- Work order
Gather all lines with "errno" from the records.

[Stored data]

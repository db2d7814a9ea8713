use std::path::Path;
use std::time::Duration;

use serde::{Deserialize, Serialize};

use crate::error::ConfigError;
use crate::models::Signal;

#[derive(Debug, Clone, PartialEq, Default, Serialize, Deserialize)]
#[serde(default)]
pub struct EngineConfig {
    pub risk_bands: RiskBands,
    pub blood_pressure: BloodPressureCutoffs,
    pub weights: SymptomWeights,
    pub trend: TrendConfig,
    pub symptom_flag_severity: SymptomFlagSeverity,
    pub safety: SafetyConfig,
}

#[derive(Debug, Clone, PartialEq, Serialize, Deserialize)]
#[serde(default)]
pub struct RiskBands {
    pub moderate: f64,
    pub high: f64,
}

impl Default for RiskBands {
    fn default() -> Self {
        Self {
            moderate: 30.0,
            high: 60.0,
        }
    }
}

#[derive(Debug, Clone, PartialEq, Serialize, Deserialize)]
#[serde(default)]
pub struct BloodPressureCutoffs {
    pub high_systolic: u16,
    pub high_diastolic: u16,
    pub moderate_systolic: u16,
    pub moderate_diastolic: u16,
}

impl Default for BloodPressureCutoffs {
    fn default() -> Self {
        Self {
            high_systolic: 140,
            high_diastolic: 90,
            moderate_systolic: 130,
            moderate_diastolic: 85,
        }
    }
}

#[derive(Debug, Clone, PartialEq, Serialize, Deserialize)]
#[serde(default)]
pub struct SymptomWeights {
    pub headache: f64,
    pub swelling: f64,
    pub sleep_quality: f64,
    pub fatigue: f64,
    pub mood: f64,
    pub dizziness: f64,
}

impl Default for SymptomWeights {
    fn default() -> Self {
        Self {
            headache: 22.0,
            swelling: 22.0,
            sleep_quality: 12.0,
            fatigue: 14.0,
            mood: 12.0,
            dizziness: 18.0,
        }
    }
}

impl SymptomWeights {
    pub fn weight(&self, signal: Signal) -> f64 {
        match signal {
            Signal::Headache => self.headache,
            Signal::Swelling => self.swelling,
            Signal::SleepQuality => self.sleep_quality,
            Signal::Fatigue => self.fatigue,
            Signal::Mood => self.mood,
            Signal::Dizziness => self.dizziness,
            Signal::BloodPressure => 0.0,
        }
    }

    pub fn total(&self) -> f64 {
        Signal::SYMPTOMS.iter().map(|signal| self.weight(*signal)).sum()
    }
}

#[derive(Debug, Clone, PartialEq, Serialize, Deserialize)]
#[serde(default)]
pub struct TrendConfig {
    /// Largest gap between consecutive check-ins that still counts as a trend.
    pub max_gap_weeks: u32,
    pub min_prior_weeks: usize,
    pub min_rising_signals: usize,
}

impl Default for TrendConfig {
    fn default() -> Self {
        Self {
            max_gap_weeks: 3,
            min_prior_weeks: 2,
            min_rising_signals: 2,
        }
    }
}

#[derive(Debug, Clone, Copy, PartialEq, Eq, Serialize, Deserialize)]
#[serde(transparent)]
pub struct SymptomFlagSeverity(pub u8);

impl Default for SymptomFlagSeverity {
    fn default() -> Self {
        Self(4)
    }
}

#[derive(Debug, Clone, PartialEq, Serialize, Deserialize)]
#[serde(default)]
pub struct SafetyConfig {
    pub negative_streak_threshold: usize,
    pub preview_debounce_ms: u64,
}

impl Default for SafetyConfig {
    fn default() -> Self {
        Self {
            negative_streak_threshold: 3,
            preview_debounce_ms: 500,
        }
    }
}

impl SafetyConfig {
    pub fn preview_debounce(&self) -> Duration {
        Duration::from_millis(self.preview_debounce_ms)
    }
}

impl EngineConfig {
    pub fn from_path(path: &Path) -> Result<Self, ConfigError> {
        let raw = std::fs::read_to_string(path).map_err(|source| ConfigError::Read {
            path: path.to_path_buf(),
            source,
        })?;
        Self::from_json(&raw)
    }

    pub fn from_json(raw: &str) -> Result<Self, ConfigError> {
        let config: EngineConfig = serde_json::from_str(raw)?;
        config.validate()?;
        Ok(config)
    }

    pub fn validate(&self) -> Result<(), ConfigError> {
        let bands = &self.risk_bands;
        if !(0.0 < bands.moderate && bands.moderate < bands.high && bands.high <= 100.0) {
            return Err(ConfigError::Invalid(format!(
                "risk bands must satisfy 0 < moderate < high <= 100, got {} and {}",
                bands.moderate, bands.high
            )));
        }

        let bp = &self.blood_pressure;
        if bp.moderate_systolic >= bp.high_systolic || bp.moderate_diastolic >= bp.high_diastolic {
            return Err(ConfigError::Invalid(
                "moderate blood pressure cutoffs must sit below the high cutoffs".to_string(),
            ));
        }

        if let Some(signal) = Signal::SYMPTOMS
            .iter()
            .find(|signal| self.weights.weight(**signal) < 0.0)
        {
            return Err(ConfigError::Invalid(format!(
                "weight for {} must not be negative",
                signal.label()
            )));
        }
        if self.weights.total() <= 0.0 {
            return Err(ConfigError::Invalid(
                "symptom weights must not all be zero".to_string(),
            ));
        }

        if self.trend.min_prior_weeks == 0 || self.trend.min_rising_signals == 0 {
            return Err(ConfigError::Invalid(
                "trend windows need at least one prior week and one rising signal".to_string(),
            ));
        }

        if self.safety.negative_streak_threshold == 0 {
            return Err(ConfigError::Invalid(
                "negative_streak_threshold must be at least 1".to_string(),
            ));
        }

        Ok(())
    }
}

==

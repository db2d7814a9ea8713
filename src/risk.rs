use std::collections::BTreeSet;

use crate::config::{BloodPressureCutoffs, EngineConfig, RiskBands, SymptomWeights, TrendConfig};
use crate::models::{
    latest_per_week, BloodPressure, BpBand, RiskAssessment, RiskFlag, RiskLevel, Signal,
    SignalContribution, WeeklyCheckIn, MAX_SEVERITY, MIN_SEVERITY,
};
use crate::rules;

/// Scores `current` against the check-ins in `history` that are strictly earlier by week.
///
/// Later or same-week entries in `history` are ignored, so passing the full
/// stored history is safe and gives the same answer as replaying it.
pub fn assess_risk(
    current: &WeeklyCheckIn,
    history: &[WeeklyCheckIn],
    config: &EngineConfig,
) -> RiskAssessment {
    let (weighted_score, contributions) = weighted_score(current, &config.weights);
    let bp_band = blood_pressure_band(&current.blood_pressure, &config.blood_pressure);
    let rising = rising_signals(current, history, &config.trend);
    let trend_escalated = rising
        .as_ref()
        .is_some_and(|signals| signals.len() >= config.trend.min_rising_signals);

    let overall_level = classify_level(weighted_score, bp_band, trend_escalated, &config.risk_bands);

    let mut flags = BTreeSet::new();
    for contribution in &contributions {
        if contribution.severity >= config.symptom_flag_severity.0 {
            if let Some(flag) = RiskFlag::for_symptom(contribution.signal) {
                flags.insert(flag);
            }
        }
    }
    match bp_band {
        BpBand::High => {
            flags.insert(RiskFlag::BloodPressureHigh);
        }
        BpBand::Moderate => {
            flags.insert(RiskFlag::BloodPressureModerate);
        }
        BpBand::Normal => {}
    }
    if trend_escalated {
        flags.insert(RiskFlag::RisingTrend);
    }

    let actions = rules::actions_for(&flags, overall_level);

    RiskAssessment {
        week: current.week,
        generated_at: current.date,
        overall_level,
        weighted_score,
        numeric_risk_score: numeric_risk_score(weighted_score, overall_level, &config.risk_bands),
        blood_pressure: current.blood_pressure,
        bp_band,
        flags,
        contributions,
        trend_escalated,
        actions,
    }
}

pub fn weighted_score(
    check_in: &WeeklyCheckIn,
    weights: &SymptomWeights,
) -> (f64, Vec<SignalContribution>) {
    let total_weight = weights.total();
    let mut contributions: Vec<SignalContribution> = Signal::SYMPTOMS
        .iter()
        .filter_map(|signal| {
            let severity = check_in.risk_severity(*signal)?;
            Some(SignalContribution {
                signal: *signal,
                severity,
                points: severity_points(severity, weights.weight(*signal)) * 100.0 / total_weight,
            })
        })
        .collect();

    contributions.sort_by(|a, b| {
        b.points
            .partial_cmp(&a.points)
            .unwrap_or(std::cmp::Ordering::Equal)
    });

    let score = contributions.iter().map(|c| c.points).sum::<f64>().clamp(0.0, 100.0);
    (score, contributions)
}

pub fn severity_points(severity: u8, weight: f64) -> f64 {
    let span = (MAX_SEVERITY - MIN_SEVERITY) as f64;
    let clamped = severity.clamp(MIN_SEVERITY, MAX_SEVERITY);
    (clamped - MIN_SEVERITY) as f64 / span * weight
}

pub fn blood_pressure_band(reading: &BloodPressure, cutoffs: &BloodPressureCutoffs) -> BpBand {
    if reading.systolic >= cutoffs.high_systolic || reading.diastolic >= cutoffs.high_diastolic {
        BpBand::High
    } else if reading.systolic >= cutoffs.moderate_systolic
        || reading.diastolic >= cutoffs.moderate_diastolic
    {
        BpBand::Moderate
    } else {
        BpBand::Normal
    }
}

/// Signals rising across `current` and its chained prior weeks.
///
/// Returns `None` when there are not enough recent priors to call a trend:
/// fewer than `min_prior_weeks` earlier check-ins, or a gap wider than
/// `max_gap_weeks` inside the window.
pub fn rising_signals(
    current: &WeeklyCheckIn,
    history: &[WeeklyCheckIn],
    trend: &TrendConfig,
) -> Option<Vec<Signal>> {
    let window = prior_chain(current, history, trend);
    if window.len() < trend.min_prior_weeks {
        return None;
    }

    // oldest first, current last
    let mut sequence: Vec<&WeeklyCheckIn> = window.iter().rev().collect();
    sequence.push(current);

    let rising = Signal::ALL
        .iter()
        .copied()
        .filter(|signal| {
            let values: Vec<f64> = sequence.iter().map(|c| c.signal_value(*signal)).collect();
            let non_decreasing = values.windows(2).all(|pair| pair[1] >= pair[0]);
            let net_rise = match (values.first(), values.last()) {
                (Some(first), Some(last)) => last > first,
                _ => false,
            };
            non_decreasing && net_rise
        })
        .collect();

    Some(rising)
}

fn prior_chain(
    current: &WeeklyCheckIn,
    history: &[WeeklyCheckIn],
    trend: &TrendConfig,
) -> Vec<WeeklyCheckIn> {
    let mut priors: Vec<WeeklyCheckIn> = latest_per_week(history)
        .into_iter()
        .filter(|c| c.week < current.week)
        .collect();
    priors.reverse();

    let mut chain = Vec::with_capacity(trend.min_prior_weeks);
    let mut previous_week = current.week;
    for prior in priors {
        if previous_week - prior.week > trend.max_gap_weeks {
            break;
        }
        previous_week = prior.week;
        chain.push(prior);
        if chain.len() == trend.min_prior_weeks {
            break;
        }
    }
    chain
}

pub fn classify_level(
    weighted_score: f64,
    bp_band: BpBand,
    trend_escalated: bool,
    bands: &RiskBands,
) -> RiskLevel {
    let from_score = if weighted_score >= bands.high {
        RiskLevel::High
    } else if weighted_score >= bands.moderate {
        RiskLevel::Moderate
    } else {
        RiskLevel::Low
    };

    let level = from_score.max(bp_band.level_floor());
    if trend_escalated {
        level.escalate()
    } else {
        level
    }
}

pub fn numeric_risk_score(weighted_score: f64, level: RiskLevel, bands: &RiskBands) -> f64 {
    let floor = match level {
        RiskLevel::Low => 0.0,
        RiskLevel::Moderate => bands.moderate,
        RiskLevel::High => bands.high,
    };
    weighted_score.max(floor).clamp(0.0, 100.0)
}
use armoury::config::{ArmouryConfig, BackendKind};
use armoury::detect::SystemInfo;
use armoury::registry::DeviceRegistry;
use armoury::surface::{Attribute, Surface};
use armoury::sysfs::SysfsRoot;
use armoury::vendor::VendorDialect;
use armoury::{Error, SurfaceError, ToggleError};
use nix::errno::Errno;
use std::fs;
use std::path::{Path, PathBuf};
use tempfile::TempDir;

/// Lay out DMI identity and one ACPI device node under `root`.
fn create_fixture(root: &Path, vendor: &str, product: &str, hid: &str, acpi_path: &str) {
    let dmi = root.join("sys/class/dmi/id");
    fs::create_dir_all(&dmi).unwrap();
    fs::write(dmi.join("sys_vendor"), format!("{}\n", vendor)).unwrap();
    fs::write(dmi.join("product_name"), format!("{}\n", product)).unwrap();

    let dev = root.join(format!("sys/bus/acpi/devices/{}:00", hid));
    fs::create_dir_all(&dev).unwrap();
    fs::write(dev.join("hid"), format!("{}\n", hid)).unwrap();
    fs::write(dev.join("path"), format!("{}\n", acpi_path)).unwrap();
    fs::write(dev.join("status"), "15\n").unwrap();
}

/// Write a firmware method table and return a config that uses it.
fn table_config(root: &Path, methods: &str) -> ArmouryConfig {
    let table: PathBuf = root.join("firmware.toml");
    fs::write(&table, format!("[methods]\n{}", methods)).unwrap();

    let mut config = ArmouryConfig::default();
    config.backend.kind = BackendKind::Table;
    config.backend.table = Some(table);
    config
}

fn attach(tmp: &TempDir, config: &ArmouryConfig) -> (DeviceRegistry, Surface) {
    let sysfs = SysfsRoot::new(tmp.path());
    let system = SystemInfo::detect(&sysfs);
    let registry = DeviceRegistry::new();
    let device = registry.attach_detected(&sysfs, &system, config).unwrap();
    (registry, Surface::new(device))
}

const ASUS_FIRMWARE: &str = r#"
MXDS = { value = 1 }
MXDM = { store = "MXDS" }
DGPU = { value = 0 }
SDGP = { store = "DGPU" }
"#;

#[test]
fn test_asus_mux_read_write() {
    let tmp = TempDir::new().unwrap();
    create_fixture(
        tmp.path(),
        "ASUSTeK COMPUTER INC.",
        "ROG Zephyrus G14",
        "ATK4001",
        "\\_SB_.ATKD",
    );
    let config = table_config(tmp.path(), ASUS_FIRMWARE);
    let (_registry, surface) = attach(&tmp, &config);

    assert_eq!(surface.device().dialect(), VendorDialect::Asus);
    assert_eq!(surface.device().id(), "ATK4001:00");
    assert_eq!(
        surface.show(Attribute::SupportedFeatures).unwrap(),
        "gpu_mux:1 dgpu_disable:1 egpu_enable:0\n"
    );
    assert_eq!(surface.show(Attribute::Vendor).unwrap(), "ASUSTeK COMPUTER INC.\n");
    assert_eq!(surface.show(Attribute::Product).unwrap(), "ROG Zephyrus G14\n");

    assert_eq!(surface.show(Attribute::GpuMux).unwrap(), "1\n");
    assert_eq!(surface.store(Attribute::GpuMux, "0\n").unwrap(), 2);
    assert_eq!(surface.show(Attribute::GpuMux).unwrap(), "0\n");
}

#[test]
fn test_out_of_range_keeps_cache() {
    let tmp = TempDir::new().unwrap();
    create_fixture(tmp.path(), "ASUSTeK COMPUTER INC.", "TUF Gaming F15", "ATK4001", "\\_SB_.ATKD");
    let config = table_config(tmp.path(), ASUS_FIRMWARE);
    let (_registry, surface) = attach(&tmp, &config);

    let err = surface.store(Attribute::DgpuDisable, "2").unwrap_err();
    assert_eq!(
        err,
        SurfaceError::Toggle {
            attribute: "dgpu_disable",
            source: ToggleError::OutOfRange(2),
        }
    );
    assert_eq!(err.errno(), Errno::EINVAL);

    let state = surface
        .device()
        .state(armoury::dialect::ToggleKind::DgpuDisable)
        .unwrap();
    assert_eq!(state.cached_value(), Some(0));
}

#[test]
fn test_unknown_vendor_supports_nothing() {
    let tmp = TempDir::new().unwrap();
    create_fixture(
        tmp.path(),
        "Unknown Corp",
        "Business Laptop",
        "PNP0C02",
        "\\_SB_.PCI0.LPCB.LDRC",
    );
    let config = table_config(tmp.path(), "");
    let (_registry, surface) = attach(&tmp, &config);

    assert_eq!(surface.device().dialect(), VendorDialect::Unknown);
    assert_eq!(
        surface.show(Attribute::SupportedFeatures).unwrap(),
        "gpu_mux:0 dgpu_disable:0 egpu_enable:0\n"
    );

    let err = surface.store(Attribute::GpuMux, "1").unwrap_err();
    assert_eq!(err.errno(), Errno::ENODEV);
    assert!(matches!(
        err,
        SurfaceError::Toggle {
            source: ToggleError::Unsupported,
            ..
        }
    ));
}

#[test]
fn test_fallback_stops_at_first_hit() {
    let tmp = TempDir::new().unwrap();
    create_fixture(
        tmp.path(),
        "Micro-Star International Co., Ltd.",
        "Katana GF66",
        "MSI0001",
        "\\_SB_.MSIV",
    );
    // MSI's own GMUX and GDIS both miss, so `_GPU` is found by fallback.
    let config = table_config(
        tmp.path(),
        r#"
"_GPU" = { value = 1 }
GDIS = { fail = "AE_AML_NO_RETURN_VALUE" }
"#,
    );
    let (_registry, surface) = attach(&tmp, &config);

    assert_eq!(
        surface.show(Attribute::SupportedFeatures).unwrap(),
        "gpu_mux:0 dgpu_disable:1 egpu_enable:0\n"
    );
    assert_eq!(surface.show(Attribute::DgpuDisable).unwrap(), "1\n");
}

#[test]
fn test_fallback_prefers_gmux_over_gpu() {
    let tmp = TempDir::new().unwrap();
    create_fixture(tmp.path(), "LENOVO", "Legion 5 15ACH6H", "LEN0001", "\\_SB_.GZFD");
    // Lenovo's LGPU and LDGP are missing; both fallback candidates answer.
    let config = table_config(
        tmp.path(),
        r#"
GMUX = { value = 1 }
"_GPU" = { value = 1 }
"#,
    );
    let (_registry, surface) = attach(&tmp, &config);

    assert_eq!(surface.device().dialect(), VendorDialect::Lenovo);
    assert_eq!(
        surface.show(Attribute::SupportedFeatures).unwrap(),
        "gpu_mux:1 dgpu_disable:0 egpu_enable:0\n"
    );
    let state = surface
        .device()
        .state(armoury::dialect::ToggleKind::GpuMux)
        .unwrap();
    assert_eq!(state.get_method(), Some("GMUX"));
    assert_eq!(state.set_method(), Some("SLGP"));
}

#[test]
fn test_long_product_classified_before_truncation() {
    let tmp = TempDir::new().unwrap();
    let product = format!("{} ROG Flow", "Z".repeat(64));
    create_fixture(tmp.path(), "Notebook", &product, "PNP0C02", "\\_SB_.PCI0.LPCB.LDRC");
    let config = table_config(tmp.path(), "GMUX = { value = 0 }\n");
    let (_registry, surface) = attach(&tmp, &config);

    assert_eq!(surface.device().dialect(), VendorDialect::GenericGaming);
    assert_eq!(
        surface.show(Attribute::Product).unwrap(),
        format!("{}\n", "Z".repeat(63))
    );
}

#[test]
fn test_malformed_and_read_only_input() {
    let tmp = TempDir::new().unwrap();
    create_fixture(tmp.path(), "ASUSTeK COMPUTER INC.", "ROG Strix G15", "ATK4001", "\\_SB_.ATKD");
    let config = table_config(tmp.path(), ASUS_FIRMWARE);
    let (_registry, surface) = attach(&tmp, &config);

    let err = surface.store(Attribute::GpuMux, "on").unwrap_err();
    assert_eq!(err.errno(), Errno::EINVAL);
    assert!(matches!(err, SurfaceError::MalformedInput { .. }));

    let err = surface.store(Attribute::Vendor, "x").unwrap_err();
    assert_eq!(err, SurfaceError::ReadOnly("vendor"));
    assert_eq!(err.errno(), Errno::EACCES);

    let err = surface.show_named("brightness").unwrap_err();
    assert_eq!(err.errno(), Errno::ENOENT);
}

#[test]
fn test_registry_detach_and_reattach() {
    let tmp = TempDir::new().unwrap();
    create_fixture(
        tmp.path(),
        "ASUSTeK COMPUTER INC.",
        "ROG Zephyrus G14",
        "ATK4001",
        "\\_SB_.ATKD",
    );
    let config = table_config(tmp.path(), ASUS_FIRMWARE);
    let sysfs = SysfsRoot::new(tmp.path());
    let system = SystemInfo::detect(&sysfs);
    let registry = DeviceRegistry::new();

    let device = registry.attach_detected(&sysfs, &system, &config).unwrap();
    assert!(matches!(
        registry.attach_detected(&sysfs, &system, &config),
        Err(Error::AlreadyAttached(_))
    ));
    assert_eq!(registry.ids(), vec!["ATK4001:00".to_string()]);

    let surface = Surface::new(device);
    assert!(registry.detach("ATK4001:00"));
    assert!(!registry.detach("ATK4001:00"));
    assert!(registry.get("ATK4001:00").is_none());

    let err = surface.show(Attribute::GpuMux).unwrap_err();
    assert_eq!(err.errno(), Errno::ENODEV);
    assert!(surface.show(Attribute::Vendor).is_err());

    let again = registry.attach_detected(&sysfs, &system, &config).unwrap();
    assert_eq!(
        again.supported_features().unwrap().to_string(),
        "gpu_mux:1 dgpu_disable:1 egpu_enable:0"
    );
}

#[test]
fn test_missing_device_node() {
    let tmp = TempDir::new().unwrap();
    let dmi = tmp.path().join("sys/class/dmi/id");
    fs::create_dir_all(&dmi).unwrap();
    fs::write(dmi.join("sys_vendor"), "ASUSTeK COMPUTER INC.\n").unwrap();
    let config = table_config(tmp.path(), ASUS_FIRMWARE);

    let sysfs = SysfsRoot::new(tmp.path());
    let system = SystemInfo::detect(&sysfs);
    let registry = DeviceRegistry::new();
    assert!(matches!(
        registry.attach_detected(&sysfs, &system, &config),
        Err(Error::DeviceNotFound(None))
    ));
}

- Response
use nix::errno::Errno;
    assert_eq!(err.errno(), Errno::EINVAL);
    assert_eq!(err.errno(), Errno::ENODEV);
    assert_eq!(err.errno(), Errno::EINVAL);
    assert_eq!(err.errno(), Errno::EACCES);
    assert_eq!(err.errno(), Errno::ENOENT);
    assert_eq!(err.errno(), Errno::ENODEV);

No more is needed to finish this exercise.